Collected data
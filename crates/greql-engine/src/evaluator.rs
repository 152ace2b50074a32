//! The evaluator: a graph, limits, a function library and an optional
//! subgraph bound together.

use greql_common::types::VertexId;
use greql_core::automaton::Automaton;
use greql_core::graph::GraphAccess;
use greql_core::graph::subgraph::SubgraphFilter;
use indexmap::IndexSet;

use crate::config::Config;
use crate::error::Result;
use crate::functions::{Context, FunctionRegistry, QueryValue};
use crate::result::{Path, PathSystem, Slice};
use crate::search::PathSearch;

/// Evaluates path searches and library functions against one graph.
///
/// # Examples
///
/// ```
/// use greql_core::automaton::{AutomatonBuilder, TransitionKind, TypeFilter};
/// use greql_core::graph::{Direction, lpg::LpgStore};
/// use greql_engine::{Evaluator, QueryValue};
///
/// let store = LpgStore::new();
/// let a = store.create_vertex(&[]).unwrap();
/// let b = store.create_vertex(&[]).unwrap();
/// store.create_edge(a, b, "E").unwrap();
///
/// let mut builder = AutomatonBuilder::new();
/// let s0 = builder.add_state(false);
/// let s1 = builder.add_state(true);
/// builder.add_transition(s0, s1, TransitionKind::Edge {
///     direction: Direction::Outgoing,
///     edge_types: TypeFilter::Any,
/// });
/// let automaton = builder.build().unwrap();
///
/// let evaluator = Evaluator::new(&store);
/// let reached = evaluator
///     .call("isReachable", &[a.into(), b.into(), automaton.into()])
///     .unwrap();
/// assert_eq!(reached.as_bool(), Some(true));
/// ```
pub struct Evaluator<'g> {
    graph: &'g dyn GraphAccess,
    config: Config,
    registry: FunctionRegistry,
    subgraph: Option<&'g dyn SubgraphFilter>,
}

impl<'g> Evaluator<'g> {
    /// Creates an unbounded evaluator with every builtin function.
    pub fn new(graph: &'g dyn GraphAccess) -> Self {
        Self {
            graph,
            config: Config::default(),
            registry: FunctionRegistry::with_builtins(),
            subgraph: None,
        }
    }

    /// Sets the search limits.
    #[must_use]
    pub fn with_config(mut self, config: Config) -> Self {
        self.config = config;
        self
    }

    /// Replaces the function library.
    #[must_use]
    pub fn with_registry(mut self, registry: FunctionRegistry) -> Self {
        self.registry = registry;
        self
    }

    /// Restricts every search to a subgraph.
    #[must_use]
    pub fn with_subgraph(mut self, subgraph: &'g dyn SubgraphFilter) -> Self {
        self.subgraph = Some(subgraph);
        self
    }

    /// Returns the configuration.
    pub fn config(&self) -> &Config {
        &self.config
    }

    /// Returns the function library.
    pub fn registry(&self) -> &FunctionRegistry {
        &self.registry
    }

    /// Returns the function library for registering more functions.
    pub fn registry_mut(&mut self) -> &mut FunctionRegistry {
        &mut self.registry
    }

    /// Returns the context functions are evaluated in.
    pub fn context(&self) -> Context<'_> {
        Context {
            graph: self.graph,
            config: &self.config,
            subgraph: self.subgraph,
        }
    }

    /// Calls a library function by name.
    ///
    /// # Errors
    ///
    /// `UnknownFunction`, `Arity` and `ArgumentType` for bad calls, plus
    /// whatever the function's search reports.
    pub fn call(&self, name: &str, args: &[QueryValue]) -> Result<QueryValue> {
        self.registry.call(&self.context(), name, args)
    }

    /// Creates a path search configured like this evaluator.
    pub fn search<'s>(&'s self, automaton: &'s Automaton) -> PathSearch<'s, dyn GraphAccess + 'g> {
        let search = PathSearch::new(self.graph, automaton).with_config(self.config.clone());
        match self.subgraph {
            Some(subgraph) => search.with_subgraph(subgraph),
            None => search,
        }
    }

    /// See [`PathSearch::is_reachable`].
    pub fn is_reachable(&self, automaton: &Automaton, start: VertexId, target: VertexId) -> Result<bool> {
        self.search(automaton).is_reachable(start, target)
    }

    /// See [`PathSearch::matches`].
    pub fn matches(&self, automaton: &Automaton, path: &Path) -> Result<bool> {
        self.search(automaton).matches(path)
    }

    /// See [`PathSearch::reachable_vertices`].
    pub fn reachable_vertices(&self, automaton: &Automaton, start: VertexId) -> Result<IndexSet<VertexId>> {
        self.search(automaton).reachable_vertices(start)
    }

    /// See [`PathSearch::path_system`].
    pub fn path_system(&self, automaton: &Automaton, root: VertexId) -> Result<PathSystem> {
        self.search(automaton).path_system(root)
    }

    /// See [`PathSearch::slice`].
    pub fn slice(&self, automaton: &Automaton, roots: &[VertexId]) -> Result<Slice> {
        self.search(automaton).slice(roots)
    }
}

#[cfg(test)]
mod tests {
    use super::*;
    use crate::error::EvaluationError;
    use crate::functions::{Args, NativeFunction};
    use greql_core::automaton::{AutomatonBuilder, TransitionKind, TypeFilter};
    use greql_core::graph::Direction;
    use greql_core::graph::lpg::LpgStore;
    use greql_core::graph::subgraph::Subgraph;

    fn out_plus() -> Automaton {
        let mut builder = AutomatonBuilder::new();
        let s0 = builder.add_state(false);
        let s1 = builder.add_state(true);
        let out = || TransitionKind::Edge {
            direction: Direction::Outgoing,
            edge_types: TypeFilter::Any,
        };
        builder.add_transition(s0, s1, out()).add_transition(s1, s1, out());
        builder.build().unwrap()
    }

    #[test]
    fn test_function_flow() {
        let store = LpgStore::new();
        let a = store.create_vertex(&[]).unwrap();
        let b = store.create_vertex(&[]).unwrap();
        let c = store.create_vertex(&[]).unwrap();
        store.create_edge(a, b, "E").unwrap();
        store.create_edge(b, c, "E").unwrap();

        let evaluator = Evaluator::new(&store);
        let automaton = QueryValue::from(out_plus());

        let system = evaluator.call("pathSystem", &[a.into(), automaton.clone()]).unwrap();
        let leaves = evaluator.call("leaves", &[system.clone()]).unwrap();
        assert_eq!(leaves.as_list().map(<[_]>::len), Some(2));

        let path = evaluator.call("extractPath", &[system.clone(), c.into()]).unwrap();
        assert_eq!(evaluator.call("length", &[path.clone()]).unwrap().as_int64(), Some(2));
        assert_eq!(
            evaluator.call("matches", &[path, automaton]).unwrap().as_bool(),
            Some(true)
        );
        assert_eq!(evaluator.call("depth", &[system]).unwrap().as_int64(), Some(2));
    }

    #[test]
    fn test_subgraph_restricts_moves() {
        let store = LpgStore::new();
        let a = store.create_vertex(&["Keep"]).unwrap();
        let b = store.create_vertex(&["Drop"]).unwrap();
        let c = store.create_vertex(&["Keep"]).unwrap();
        store.create_edge(a, b, "E").unwrap();
        store.create_edge(b, c, "E").unwrap();
        store.create_edge(a, c, "E").unwrap();

        let subgraph = Subgraph::from_types(&store, &["Keep"], &["E"]);
        let automaton = out_plus();
        let evaluator = Evaluator::new(&store).with_subgraph(&subgraph);

        let reached = evaluator.reachable_vertices(&automaton, a).unwrap();
        assert_eq!(reached.into_iter().collect::<Vec<_>>(), vec![c]);
        assert!(!evaluator.is_reachable(&automaton, a, b).unwrap());
    }

    #[test]
    fn test_custom_function() {
        fn vertex_count(ctx: &Context<'_>, args: &Args<'_>) -> Result<QueryValue> {
            let vertices = args.vertex_set(0)?;
            let present = vertices.iter().filter(|v| ctx.graph.contains_vertex(**v)).count();
            Ok(QueryValue::from(present as i64))
        }

        let store = LpgStore::new();
        let a = store.create_vertex(&[]).unwrap();
        let mut evaluator = Evaluator::new(&store);
        let replaced = evaluator
            .registry_mut()
            .register(NativeFunction::new("presentVertices", 1, 1, vertex_count));
        assert!(replaced.is_none());

        let list = QueryValue::vertices([a, VertexId::new(77)]);
        assert_eq!(evaluator.call("presentVertices", &[list]).unwrap().as_int64(), Some(1));
    }

    #[test]
    fn test_config_reaches_searches() {
        let store = LpgStore::new();
        let a = store.create_vertex(&[]).unwrap();
        let evaluator = Evaluator::new(&store).with_config(Config::default().with_max_markers(0));
        let automaton = out_plus();
        assert!(matches!(
            evaluator.path_system(&automaton, a),
            Err(EvaluationError::InvalidConfig(_))
        ));
    }
}
//! Transitions and their acceptance tests.
//!
//! A transition either consumes an edge (it moves the traversal to the far
//! endpoint of an incidence) or is free (it changes the state only, after
//! checking a condition on the current vertex).

use super::StateId;
use crate::graph::subgraph::SubgraphFilter;
use crate::graph::{Direction, GraphAccess, Incidence};
use greql_common::types::{EdgeId, PropertyKey, Value, VertexId};
use greql_common::utils::hash::FxHashSet;
use regex::Regex;
use smallvec::SmallVec;
use std::sync::Arc;

/// Restriction on a type name (edge type or vertex label).
#[derive(Debug, Clone, Default)]
pub enum TypeFilter {
    /// Every type.
    #[default]
    Any,
    /// Only the listed types.
    Names(SmallVec<[Arc<str>; 2]>),
    /// Every type except the listed ones.
    Excluding(SmallVec<[Arc<str>; 2]>),
    /// Types whose whole name matches the pattern.
    Pattern(Regex),
}

impl TypeFilter {
    /// Accepts only the given names.
    pub fn names<S: AsRef<str>>(names: impl IntoIterator<Item = S>) -> Self {
        Self::Names(names.into_iter().map(|n| Arc::from(n.as_ref())).collect())
    }

    /// Accepts everything but the given names.
    pub fn excluding<S: AsRef<str>>(names: impl IntoIterator<Item = S>) -> Self {
        Self::Excluding(names.into_iter().map(|n| Arc::from(n.as_ref())).collect())
    }

    /// Accepts names matching `pattern` in full.
    pub fn pattern(pattern: &str) -> Result<Self, regex::Error> {
        Regex::new(&format!("^(?:{pattern})$")).map(Self::Pattern)
    }

    /// Returns `true` if `name` passes the filter.
    #[must_use]
    pub fn accepts(&self, name: &str) -> bool {
        match self {
            Self::Any => true,
            Self::Names(names) => names.iter().any(|n| n.as_ref() == name),
            Self::Excluding(names) => !names.iter().any(|n| n.as_ref() == name),
            Self::Pattern(re) => re.is_match(name),
        }
    }
}

/// What a transition tests.
#[derive(Debug, Clone)]
pub enum TransitionKind {
    /// Crosses an incident edge in `direction` whose type passes the filter.
    Edge {
        /// Required direction relative to the current vertex.
        direction: Direction,
        /// Allowed edge types.
        edge_types: TypeFilter,
    },
    /// Crosses exactly one given edge.
    BoundEdge {
        /// The edge.
        edge: EdgeId,
        /// Required direction relative to the current vertex.
        direction: Direction,
    },
    /// Requires a label of the current vertex to pass the filter.
    VertexType {
        /// Allowed labels.
        types: TypeFilter,
    },
    /// Requires the current vertex to be one of a set.
    Vertex {
        /// Allowed vertices.
        vertices: FxHashSet<VertexId>,
    },
    /// Requires a property of the current vertex to equal a value.
    Property {
        /// Property key.
        key: PropertyKey,
        /// Required value.
        value: Value,
    },
    /// Always taken.
    Epsilon,
}

impl TransitionKind {
    /// Returns `true` for kinds that cross an edge.
    #[inline]
    #[must_use]
    pub fn consumes_edge(&self) -> bool {
        matches!(self, Self::Edge { .. } | Self::BoundEdge { .. })
    }
}

/// An edge of the automaton: a test plus the state it leads to.
#[derive(Debug, Clone)]
pub struct Transition {
    /// State entered when the transition fires.
    pub end_state: StateId,
    /// The test.
    pub kind: TransitionKind,
}

impl Transition {
    /// Creates a transition.
    #[must_use]
    pub fn new(end_state: StateId, kind: TransitionKind) -> Self {
        Self { end_state, kind }
    }

    /// Creates an epsilon transition.
    #[must_use]
    pub fn epsilon(end_state: StateId) -> Self {
        Self::new(end_state, TransitionKind::Epsilon)
    }

    /// Creates a transition crossing any edge in `direction`.
    #[must_use]
    pub fn edge(end_state: StateId, direction: Direction) -> Self {
        Self::new(
            end_state,
            TransitionKind::Edge {
                direction,
                edge_types: TypeFilter::Any,
            },
        )
    }

    /// Returns `true` if firing this transition crosses an edge.
    #[inline]
    #[must_use]
    pub fn consumes_edge(&self) -> bool {
        self.kind.consumes_edge()
    }

    /// Tests the transition at `vertex`.
    ///
    /// Consuming kinds need an incidence of `vertex` and reject `None`; free
    /// kinds ignore it. The subgraph filter, when given, must include both
    /// the crossed edge and the vertex it leads to.
    pub fn accepts<G: GraphAccess + ?Sized>(
        &self,
        graph: &G,
        vertex: VertexId,
        incidence: Option<&Incidence>,
        filter: Option<&dyn SubgraphFilter>,
    ) -> bool {
        match &self.kind {
            TransitionKind::Edge {
                direction,
                edge_types,
            } => incidence.is_some_and(|inc| {
                direction.admits(inc.direction)
                    && edge_types.accepts(&inc.edge_type)
                    && Self::filter_admits(filter, inc)
            }),
            TransitionKind::BoundEdge { edge, direction } => incidence.is_some_and(|inc| {
                inc.edge == *edge && direction.admits(inc.direction) && Self::filter_admits(filter, inc)
            }),
            TransitionKind::VertexType { types } => graph
                .vertex_labels(vertex)
                .iter()
                .any(|label| types.accepts(label)),
            TransitionKind::Vertex { vertices } => vertices.contains(&vertex),
            TransitionKind::Property { key, value } => graph
                .vertex_property(vertex, key)
                .is_some_and(|actual| actual == *value),
            TransitionKind::Epsilon => true,
        }
    }

    /// Returns the vertex the traversal is at after firing.
    #[inline]
    #[must_use]
    pub fn next_vertex(&self, vertex: VertexId, incidence: Option<&Incidence>) -> VertexId {
        match (self.consumes_edge(), incidence) {
            (true, Some(inc)) => inc.other,
            _ => vertex,
        }
    }

    fn filter_admits(filter: Option<&dyn SubgraphFilter>, inc: &Incidence) -> bool {
        filter.is_none_or(|f| f.includes_edge(inc.edge) && f.includes_vertex(inc.other))
    }
}

#[cfg(test)]
mod tests {
    use super::*;
    use crate::graph::lpg::LpgStore;
    use crate::graph::subgraph::Subgraph;

    #[test]
    fn test_type_filter() {
        assert!(TypeFilter::Any.accepts("Anything"));
        let names = TypeFilter::names(["Extends", "Implements"]);
        assert!(names.accepts("Extends"));
        assert!(!names.accepts("Uses"));
        let excl = TypeFilter::excluding(["Uses"]);
        assert!(excl.accepts("Extends"));
        assert!(!excl.accepts("Uses"));
        let pat = TypeFilter::pattern("Is.*Of").unwrap();
        assert!(pat.accepts("IsPartOf"));
        // Anchored on both ends.
        assert!(!pat.accepts("XIsPartOfY"));
        assert!(TypeFilter::pattern("(").is_err());
    }

    #[test]
    fn test_edge_transition() {
        let store = LpgStore::new();
        let a = store.create_vertex(&[]).unwrap();
        let b = store.create_vertex(&[]).unwrap();
        let e = store.create_edge(a, b, "Knows").unwrap();

        let out = Transition::new(
            StateId::new(1),
            TransitionKind::Edge {
                direction: Direction::Outgoing,
                edge_types: TypeFilter::names(["Knows"]),
            },
        );
        let at_a = store.incidences(a);
        let at_b = store.incidences(b);

        assert!(out.consumes_edge());
        assert!(out.accepts(&store, a, at_a.first(), None));
        assert!(!out.accepts(&store, b, at_b.first(), None));
        assert!(!out.accepts(&store, a, None, None));
        assert_eq!(out.next_vertex(a, at_a.first()), b);

        let sub = Subgraph::from_parts([a], [e]);
        // Far endpoint outside the subgraph.
        assert!(!out.accepts(&store, a, at_a.first(), Some(&sub)));

        let bound = Transition::new(
            StateId::new(1),
            TransitionKind::BoundEdge {
                edge: e,
                direction: Direction::Both,
            },
        );
        assert!(bound.accepts(&store, b, at_b.first(), None));
        assert_eq!(bound.next_vertex(b, at_b.first()), a);
    }

    #[test]
    fn test_free_transitions() {
        let store = LpgStore::new();
        let a = store.create_vertex_with_props(&["Class"], [("abstract", true)]).unwrap();
        let b = store.create_vertex(&["Package"]).unwrap();

        let ty = Transition::new(
            StateId::new(0),
            TransitionKind::VertexType {
                types: TypeFilter::names(["Class"]),
            },
        );
        assert!(!ty.consumes_edge());
        assert!(ty.accepts(&store, a, None, None));
        assert!(!ty.accepts(&store, b, None, None));
        assert_eq!(ty.next_vertex(a, None), a);

        let prop = Transition::new(
            StateId::new(0),
            TransitionKind::Property {
                key: PropertyKey::new("abstract"),
                value: Value::Bool(true),
            },
        );
        assert!(prop.accepts(&store, a, None, None));
        assert!(!prop.accepts(&store, b, None, None));

        let restrict = Transition::new(
            StateId::new(0),
            TransitionKind::Vertex {
                vertices: [b].into_iter().collect(),
            },
        );
        assert!(restrict.accepts(&store, b, None, None));
        assert!(!restrict.accepts(&store, a, None, None));
        assert!(Transition::epsilon(StateId::new(0)).accepts(&store, a, None, None));
    }
}
//! Path-system construction.

use std::collections::VecDeque;

use greql_common::types::VertexId;
use greql_core::graph::GraphAccess;
use greql_core::marker::{MarkerEntry, MarkerStore};

use super::PathSearch;
use crate::error::Result;
use crate::result::PathSystem;

impl<G: GraphAccess + ?Sized> PathSearch<'_, G> {
    /// Builds the path system of every accepted path starting at `root`.
    ///
    /// Each `(vertex, state)` pair keeps the parent it was first discovered
    /// from, so the result is a tree even when the graph has cycles.
    ///
    /// # Errors
    ///
    /// `UnknownVertex` if `root` is missing, plus budget and
    /// concurrent-mutation failures.
    pub fn path_system(&self, root: VertexId) -> Result<PathSystem> {
        self.require_vertex("root", root)?;
        let guard = self.guard()?;

        let initial = self.automaton.initial_state();
        let mut markers: MarkerStore<MarkerEntry> = MarkerStore::new(self.automaton.state_count());
        let mut queue = VecDeque::new();
        let root_entry = MarkerEntry::root(root, initial);
        markers.mark_with(root, initial, root_entry);
        queue.push_back(root_entry);

        let mut leaves = Vec::new();
        let mut steps = Vec::new();
        while let Some(entry) = queue.pop_front() {
            guard.check(self.graph, queue.len(), markers.len())?;

            if self.automaton.is_final(entry.state) {
                leaves.push(entry.key());
            }

            self.expand(entry.vertex, entry.state, &mut steps);
            for step in &steps {
                let child = MarkerEntry::child(step.next_vertex, step.end_state, &entry, step.edge);
                if markers.mark_with(child.vertex, child.state, child) {
                    tracing::trace!(
                        vertex = %child.vertex,
                        state = %child.state,
                        distance = child.distance,
                        "discovered"
                    );
                    queue.push_back(child);
                }
            }
        }

        let system = PathSystem::from_markers(root, self.automaton, &markers, &leaves);
        tracing::debug!(
            %root,
            markers = markers.len(),
            vertices = system.vertex_count(),
            leaves = leaves.len(),
            "path system built"
        );
        Ok(system)
    }
}
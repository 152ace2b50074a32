//! Chunked adjacency lists with delta buffers.
//!
//! Stores, per vertex, the `(neighbor, edge)` pairs of one direction. The
//! store keeps one instance for outgoing and one for incoming edges.
//!
//! - O(1) amortized edge insertion
//! - Iteration in insertion order, which keeps traversals deterministic
//! - Tombstone deletion, reclaimed on compaction

use greql_common::types::{EdgeId, VertexId};
use greql_common::utils::hash::{FxHashMap, FxHashSet};
use parking_lot::RwLock;
use smallvec::SmallVec;
use std::sync::atomic::{AtomicUsize, Ordering};

/// Default chunk capacity (number of edges per chunk).
const DEFAULT_CHUNK_CAPACITY: usize = 64;

/// Threshold for delta buffer compaction.
const DELTA_COMPACTION_THRESHOLD: usize = 1024;

/// A chunk of adjacency entries.
#[derive(Debug, Clone)]
struct AdjacencyChunk {
    neighbors: Vec<VertexId>,
    /// Parallel to `neighbors`.
    edge_ids: Vec<EdgeId>,
    capacity: usize,
}

impl AdjacencyChunk {
    fn new(capacity: usize) -> Self {
        Self {
            neighbors: Vec::with_capacity(capacity),
            edge_ids: Vec::with_capacity(capacity),
            capacity,
        }
    }

    fn is_empty(&self) -> bool {
        self.neighbors.is_empty()
    }

    fn is_full(&self) -> bool {
        self.neighbors.len() >= self.capacity
    }

    fn push(&mut self, neighbor: VertexId, edge_id: EdgeId) -> bool {
        if self.is_full() {
            return false;
        }
        self.neighbors.push(neighbor);
        self.edge_ids.push(edge_id);
        true
    }

    fn iter(&self) -> impl Iterator<Item = (VertexId, EdgeId)> + '_ {
        self.neighbors
            .iter()
            .copied()
            .zip(self.edge_ids.iter().copied())
    }
}

/// Adjacency list for a single vertex.
#[derive(Debug)]
struct AdjacencyList {
    chunks: Vec<AdjacencyChunk>,
    /// Recent insertions not yet moved into chunks.
    delta_inserts: SmallVec<[(VertexId, EdgeId); 8]>,
    deleted: FxHashSet<EdgeId>,
}

impl AdjacencyList {
    fn new() -> Self {
        Self {
            chunks: Vec::new(),
            delta_inserts: SmallVec::new(),
            deleted: FxHashSet::default(),
        }
    }

    fn add_edge(&mut self, neighbor: VertexId, edge_id: EdgeId) {
        if let Some(last) = self.chunks.last_mut() {
            if last.push(neighbor, edge_id) {
                return;
            }
        }
        self.delta_inserts.push((neighbor, edge_id));
    }

    fn mark_deleted(&mut self, edge_id: EdgeId) -> bool {
        self.deleted.insert(edge_id)
    }

    /// Moves the delta buffer into chunks and drops tombstoned entries.
    fn compact(&mut self, chunk_capacity: usize) {
        if self.delta_inserts.is_empty() && self.deleted.is_empty() {
            return;
        }

        let live: Vec<(VertexId, EdgeId)> = self.iter().collect();
        self.chunks.clear();
        self.delta_inserts.clear();
        self.deleted.clear();

        let mut current = AdjacencyChunk::new(chunk_capacity);
        for (neighbor, edge_id) in live {
            if !current.push(neighbor, edge_id) {
                self.chunks.push(current);
                current = AdjacencyChunk::new(chunk_capacity);
                current.push(neighbor, edge_id);
            }
        }
        if !current.is_empty() {
            self.chunks.push(current);
        }
    }

    fn iter(&self) -> impl Iterator<Item = (VertexId, EdgeId)> + '_ {
        let deleted = &self.deleted;

        self.chunks
            .iter()
            .flat_map(AdjacencyChunk::iter)
            .chain(self.delta_inserts.iter().copied())
            .filter(move |(_, edge_id)| !deleted.contains(edge_id))
    }

    fn degree(&self) -> usize {
        self.iter().count()
    }
}

/// Chunked adjacency lists for one edge direction.
///
/// Supports insertion, deletion via tombstones, and ordered scans.
pub struct ChunkedAdjacency {
    /// Adjacency lists indexed by vertex.
    lists: RwLock<FxHashMap<VertexId, AdjacencyList>>,
    chunk_capacity: usize,
    /// Total number of edges inserted (including deleted).
    edge_count: AtomicUsize,
    /// Number of tombstoned edges.
    deleted_count: AtomicUsize,
}

impl ChunkedAdjacency {
    /// Creates a new chunked adjacency structure.
    #[must_use]
    pub fn new() -> Self {
        Self::with_chunk_capacity(DEFAULT_CHUNK_CAPACITY)
    }

    /// Creates a new chunked adjacency with custom chunk capacity.
    #[must_use]
    pub fn with_chunk_capacity(capacity: usize) -> Self {
        Self {
            lists: RwLock::new(FxHashMap::default()),
            chunk_capacity: capacity.max(1),
            edge_count: AtomicUsize::new(0),
            deleted_count: AtomicUsize::new(0),
        }
    }

    /// Records `edge_id` from `vertex` to `neighbor`.
    pub fn add_edge(&self, vertex: VertexId, neighbor: VertexId, edge_id: EdgeId) {
        let mut lists = self.lists.write();
        let list = lists.entry(vertex).or_insert_with(AdjacencyList::new);
        list.add_edge(neighbor, edge_id);
        if list.delta_inserts.len() >= DELTA_COMPACTION_THRESHOLD {
            list.compact(self.chunk_capacity);
        }
        self.edge_count.fetch_add(1, Ordering::Relaxed);
    }

    /// Marks an edge of `vertex` as deleted.
    pub fn mark_deleted(&self, vertex: VertexId, edge_id: EdgeId) {
        let mut lists = self.lists.write();
        if let Some(list) = lists.get_mut(&vertex) {
            if list.mark_deleted(edge_id) {
                self.deleted_count.fetch_add(1, Ordering::Relaxed);
            }
        }
    }

    /// Returns the neighbors of `vertex` in insertion order.
    pub fn neighbors(&self, vertex: VertexId) -> impl Iterator<Item = VertexId> {
        self.edges_from(vertex).map(|(neighbor, _)| neighbor)
    }

    /// Returns the `(neighbor, edge)` pairs of `vertex` in insertion order.
    ///
    /// The pairs are copied out so the lock is not held by the caller.
    pub fn edges_from(&self, vertex: VertexId) -> impl Iterator<Item = (VertexId, EdgeId)> {
        let lists = self.lists.read();
        let edges: Vec<(VertexId, EdgeId)> = lists
            .get(&vertex)
            .map(|list| list.iter().collect())
            .unwrap_or_default();
        edges.into_iter()
    }

    /// Returns the number of live edges of `vertex`.
    pub fn degree(&self, vertex: VertexId) -> usize {
        let lists = self.lists.read();
        lists.get(&vertex).map_or(0, AdjacencyList::degree)
    }

    /// Compacts all adjacency lists, dropping tombstones.
    pub fn compact(&self) {
        let mut lists = self.lists.write();
        let mut reclaimed = 0;
        for list in lists.values_mut() {
            reclaimed += list.deleted.len();
            list.compact(self.chunk_capacity);
        }
        self.edge_count.fetch_sub(reclaimed, Ordering::Relaxed);
        self.deleted_count.fetch_sub(reclaimed, Ordering::Relaxed);
    }

    /// Returns the total number of edges (including tombstoned ones).
    pub fn total_edge_count(&self) -> usize {
        self.edge_count.load(Ordering::Relaxed)
    }

    /// Returns the number of live edges.
    pub fn active_edge_count(&self) -> usize {
        self.edge_count.load(Ordering::Relaxed) - self.deleted_count.load(Ordering::Relaxed)
    }
}

impl Default for ChunkedAdjacency {
    fn default() -> Self {
        Self::new()
    }
}
//! Core type definitions for GReQL.
//!
//! This module contains the fundamental types shared by the graph store and
//! the query engine:
//! - Identifier types ([`VertexId`], [`EdgeId`])
//! - Property types ([`Value`], [`PropertyKey`])

mod id;
mod value;

pub use id::{EdgeId, VertexId};
pub use value::{PropertyKey, Value};
//! Identifier types for graph elements.
//!
//! Identifiers are dense `u64` values handed out by the store. `u64::MAX` is
//! reserved as the invalid sentinel.

use serde::{Deserialize, Serialize};
use std::fmt;

macro_rules! define_id {
    ($(#[$meta:meta])* $name:ident, $prefix:literal) => {
        $(#[$meta])*
        #[derive(Debug, Clone, Copy, PartialEq, Eq, Hash, PartialOrd, Ord, Serialize, Deserialize)]
        #[serde(transparent)]
        pub struct $name(u64);

        impl $name {
            /// The invalid sentinel identifier.
            pub const INVALID: Self = Self(u64::MAX);

            /// Creates an identifier from its raw value.
            #[inline]
            #[must_use]
            pub const fn new(raw: u64) -> Self {
                Self(raw)
            }

            /// Returns the raw value.
            #[inline]
            #[must_use]
            pub const fn as_u64(self) -> u64 {
                self.0
            }

            /// Returns `true` unless this is the invalid sentinel.
            #[inline]
            #[must_use]
            pub const fn is_valid(self) -> bool {
                self.0 != u64::MAX
            }
        }

        impl fmt::Display for $name {
            fn fmt(&self, f: &mut fmt::Formatter<'_>) -> fmt::Result {
                write!(f, concat!($prefix, "{}"), self.0)
            }
        }

        impl From<u64> for $name {
            fn from(raw: u64) -> Self {
                Self(raw)
            }
        }
    };
}

define_id!(
    /// Identifier of a vertex.
    VertexId,
    "v"
);

define_id!(
    /// Identifier of an edge.
    EdgeId,
    "e"
);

▶ [Task statement]:
From the first line of the data above through the line containing "against one graph.", repeat each line exactly, and add nothing.

▶ [Solution to this task]:
filename crates/greql-engine/src/evaluator.rs
repository 152ace2b50074a32
//! The evaluator: a graph, limits, a function library and an optional
//! subgraph bound together.

use greql_common::types::VertexId;
use greql_core::automaton::Automaton;
use greql_core::graph::GraphAccess;
use greql_core::graph::subgraph::SubgraphFilter;
use indexmap::IndexSet;

use crate::config::Config;
use crate::error::Result;
use crate::functions::{Context, FunctionRegistry, QueryValue};
use crate::result::{Path, PathSystem, Slice};
use crate::search::PathSearch;

/// Evaluates path searches and library functions against one graph.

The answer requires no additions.